■ What to do ■
For the entries that follow, restate word for word the line containing "Beacon monitor starting", the line containing "let monitor = Arc::new(Monitor::new(config.clone()));", and every line that lies between them.

(Stored data)
■ ■ ■ ■ ■
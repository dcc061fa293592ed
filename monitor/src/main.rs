use std::sync::Arc;

use tracing::info;

use beacon_monitor::config::MonitorConfig;
use beacon_monitor::monitor::Monitor;
use beacon_monitor::shutdown;

#[tokio::main]
async fn main() -> anyhow::Result<()> {
    // Logging
    tracing_subscriber::fmt()
        .with_env_filter(
            tracing_subscriber::EnvFilter::try_from_default_env()
                .unwrap_or_else(|_| "beacon_monitor=info".into()),
        )
        .init();

    let config = MonitorConfig::default();
    info!(
        "🛰  Beacon monitor starting — bind {}, gateways {:?}, API port {}",
        config.bind_addr, config.gateway_ports, config.api_port
    );

    let monitor = Arc::new(Monitor::new(config.clone()));

    // A bind failure here is fatal — the process cannot run partially deaf.
    monitor.launch_api().await?;
    for port in &config.gateway_ports {
        monitor.add_listener(*port).await?;
    }

    // Console control, so the monitor can be stopped without a signal
    shutdown::spawn(monitor.clone());

    // Drain/supervise loop; returns once shutdown has been requested and
    // every listener task has been joined.
    monitor.run().await;

    info!("Monitor stopped");
    Ok(())
}
//! Bounded per-gateway report history.
//!
//! One insertion-ordered ring per source port, capped at the configured
//! memory depth. Only the monitor's drain routine writes here; the API
//! listener takes read snapshots. The port key set only grows — ports are
//! added on first sighting and never pruned while the monitor is alive.

use std::collections::{HashMap, VecDeque};

use serde_json::Value;

pub struct HistoryStore {
    capacity: usize,
    entries: HashMap<u16, VecDeque<Value>>,
}

impl HistoryStore {
    pub fn new(capacity: usize) -> Self {
        Self {
            capacity,
            entries: HashMap::new(),
        }
    }

    /// Append a payload for `port`, evicting the oldest entry once the ring
    /// exceeds capacity.
    pub fn push(&mut self, port: u16, payload: Value) {
        let ring = self.entries.entry(port).or_default();
        ring.push_back(payload);
        if ring.len() > self.capacity {
            ring.pop_front();
        }
    }

    /// Snapshot of the stored sequence for `port`, oldest first.
    /// `None` when the port has never reported.
    pub fn get(&self, port: u16) -> Option<Vec<Value>> {
        self.entries.get(&port).map(|ring| ring.iter().cloned().collect())
    }

    pub fn ports(&self) -> impl Iterator<Item = u16> + '_ {
        self.entries.keys().copied()
    }
}

#[cfg(test)]
mod tests {
    use super::*;
    use serde_json::json;

    #[test]
    fn preserves_insertion_order() {
        let mut store = HistoryStore::new(16);
        for i in 0..5 {
            store.push(1337, json!(i));
        }
        let seq = store.get(1337).unwrap();
        assert_eq!(seq, vec![json!(0), json!(1), json!(2), json!(3), json!(4)]);
    }

    #[test]
    fn evicts_oldest_beyond_capacity() {
        let mut store = HistoryStore::new(16);
        for i in 0..40 {
            store.push(1337, json!(i));
        }
        let seq = store.get(1337).unwrap();
        assert_eq!(seq.len(), 16);
        assert_eq!(seq.first(), Some(&json!(24)));
        assert_eq!(seq.last(), Some(&json!(39)));
    }

    #[test]
    fn ports_are_independent() {
        let mut store = HistoryStore::new(2);
        store.push(1337, json!("a"));
        store.push(1338, json!("b"));
        store.push(1337, json!("c"));
        store.push(1337, json!("d"));
        assert_eq!(store.get(1337).unwrap(), vec![json!("c"), json!("d")]);
        assert_eq!(store.get(1338).unwrap(), vec![json!("b")]);
    }

    #[test]
    fn unknown_port_is_none() {
        let store = HistoryStore::new(16);
        assert!(store.get(9999).is_none());
    }
}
■ ■ ■ ■ ■
■ Exercise response ■
        "🛰  Beacon monitor starting — bind {}, gateways {:?}, API port {}",
        config.bind_addr, config.gateway_ports, config.api_port
    );

    let monitor = Arc::new(Monitor::new(config.clone()));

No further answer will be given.